(DATA FOR ANALYSIS Opens)

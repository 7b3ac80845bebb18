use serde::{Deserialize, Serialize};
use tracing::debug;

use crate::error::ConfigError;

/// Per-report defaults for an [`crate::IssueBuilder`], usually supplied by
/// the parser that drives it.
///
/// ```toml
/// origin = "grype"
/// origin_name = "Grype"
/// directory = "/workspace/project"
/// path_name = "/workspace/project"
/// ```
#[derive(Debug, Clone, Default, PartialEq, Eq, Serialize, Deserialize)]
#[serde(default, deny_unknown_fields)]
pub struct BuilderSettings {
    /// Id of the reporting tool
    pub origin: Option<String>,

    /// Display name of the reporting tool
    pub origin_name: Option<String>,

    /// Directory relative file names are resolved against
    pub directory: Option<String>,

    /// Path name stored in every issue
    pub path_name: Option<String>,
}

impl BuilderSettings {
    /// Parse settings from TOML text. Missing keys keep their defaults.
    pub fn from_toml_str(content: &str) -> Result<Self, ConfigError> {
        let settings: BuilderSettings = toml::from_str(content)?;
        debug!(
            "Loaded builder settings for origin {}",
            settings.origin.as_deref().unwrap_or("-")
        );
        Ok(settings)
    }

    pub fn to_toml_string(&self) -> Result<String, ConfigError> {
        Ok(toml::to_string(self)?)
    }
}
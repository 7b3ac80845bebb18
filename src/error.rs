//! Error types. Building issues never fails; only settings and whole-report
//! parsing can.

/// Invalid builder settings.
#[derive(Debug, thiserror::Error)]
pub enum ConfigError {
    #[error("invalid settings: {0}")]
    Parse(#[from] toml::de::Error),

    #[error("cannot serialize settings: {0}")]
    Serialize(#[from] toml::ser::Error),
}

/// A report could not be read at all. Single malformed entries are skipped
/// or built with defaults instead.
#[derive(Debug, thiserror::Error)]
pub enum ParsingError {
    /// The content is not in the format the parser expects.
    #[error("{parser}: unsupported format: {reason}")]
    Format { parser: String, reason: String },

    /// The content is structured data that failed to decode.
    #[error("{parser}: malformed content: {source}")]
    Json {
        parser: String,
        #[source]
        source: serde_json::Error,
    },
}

(DATA FOR ANALYSIS Closes)
(DATA FOR ANALYSIS Opens)

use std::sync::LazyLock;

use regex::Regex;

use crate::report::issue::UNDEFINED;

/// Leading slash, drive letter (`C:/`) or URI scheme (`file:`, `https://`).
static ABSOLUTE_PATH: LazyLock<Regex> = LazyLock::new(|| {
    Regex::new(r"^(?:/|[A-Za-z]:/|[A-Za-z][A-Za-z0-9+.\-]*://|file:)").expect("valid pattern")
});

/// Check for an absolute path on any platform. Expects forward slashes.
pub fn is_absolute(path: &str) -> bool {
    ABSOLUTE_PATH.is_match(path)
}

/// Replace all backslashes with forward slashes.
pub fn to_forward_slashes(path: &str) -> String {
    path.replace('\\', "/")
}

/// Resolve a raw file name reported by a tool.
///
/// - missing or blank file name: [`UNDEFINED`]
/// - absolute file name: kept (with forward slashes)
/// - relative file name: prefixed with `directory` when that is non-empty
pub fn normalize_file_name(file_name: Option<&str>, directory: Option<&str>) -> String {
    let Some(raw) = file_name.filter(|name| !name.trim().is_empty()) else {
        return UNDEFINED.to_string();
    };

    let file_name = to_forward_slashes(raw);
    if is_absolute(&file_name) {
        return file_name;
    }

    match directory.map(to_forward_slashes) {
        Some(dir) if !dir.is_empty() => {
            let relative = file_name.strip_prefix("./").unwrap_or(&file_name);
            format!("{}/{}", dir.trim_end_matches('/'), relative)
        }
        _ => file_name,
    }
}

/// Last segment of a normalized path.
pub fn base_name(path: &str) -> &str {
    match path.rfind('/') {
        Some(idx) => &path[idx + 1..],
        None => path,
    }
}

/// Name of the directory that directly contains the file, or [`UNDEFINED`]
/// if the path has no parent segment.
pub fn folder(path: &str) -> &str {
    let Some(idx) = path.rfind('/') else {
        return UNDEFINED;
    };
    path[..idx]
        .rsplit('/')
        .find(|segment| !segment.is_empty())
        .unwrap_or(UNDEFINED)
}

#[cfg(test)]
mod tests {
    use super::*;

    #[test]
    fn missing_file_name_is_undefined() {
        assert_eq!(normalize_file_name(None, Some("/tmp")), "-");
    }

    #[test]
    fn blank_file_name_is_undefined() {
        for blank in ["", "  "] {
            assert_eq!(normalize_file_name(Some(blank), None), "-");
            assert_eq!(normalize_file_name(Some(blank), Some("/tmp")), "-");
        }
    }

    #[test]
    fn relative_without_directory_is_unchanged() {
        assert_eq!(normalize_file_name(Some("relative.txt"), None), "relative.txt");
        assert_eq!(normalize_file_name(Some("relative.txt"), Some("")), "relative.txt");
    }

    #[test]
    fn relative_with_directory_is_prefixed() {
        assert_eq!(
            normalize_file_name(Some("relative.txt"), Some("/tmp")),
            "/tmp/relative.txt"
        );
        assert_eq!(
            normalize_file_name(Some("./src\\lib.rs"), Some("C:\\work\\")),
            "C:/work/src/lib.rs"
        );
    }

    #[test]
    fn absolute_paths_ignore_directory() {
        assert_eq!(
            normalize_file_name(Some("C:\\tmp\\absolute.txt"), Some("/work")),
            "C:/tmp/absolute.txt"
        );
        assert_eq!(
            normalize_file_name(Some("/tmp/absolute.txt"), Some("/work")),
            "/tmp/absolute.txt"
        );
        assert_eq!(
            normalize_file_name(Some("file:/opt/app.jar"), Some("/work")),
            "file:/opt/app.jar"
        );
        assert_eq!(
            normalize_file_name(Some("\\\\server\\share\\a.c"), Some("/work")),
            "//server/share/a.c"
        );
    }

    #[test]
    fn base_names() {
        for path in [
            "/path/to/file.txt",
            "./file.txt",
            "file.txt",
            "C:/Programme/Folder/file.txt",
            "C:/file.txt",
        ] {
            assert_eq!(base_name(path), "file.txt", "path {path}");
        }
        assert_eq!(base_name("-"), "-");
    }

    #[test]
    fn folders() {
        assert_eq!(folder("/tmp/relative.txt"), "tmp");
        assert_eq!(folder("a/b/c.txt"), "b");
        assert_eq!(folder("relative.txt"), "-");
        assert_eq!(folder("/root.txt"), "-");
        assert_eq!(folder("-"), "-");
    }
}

(DATA FOR ANALYSIS Closes)

» **WORK REQUIRED**: Please find every line in the records above that holds the word "content" and copy it.

» **REPLY**:
    pub fn from_toml_str(content: &str) -> Result<Self, ConfigError> {
        let settings: BuilderSettings = toml::from_str(content)?;
    /// The content is not in the format the parser expects.
    /// The content is structured data that failed to decode.
    #[error("{parser}: malformed content: {source}")]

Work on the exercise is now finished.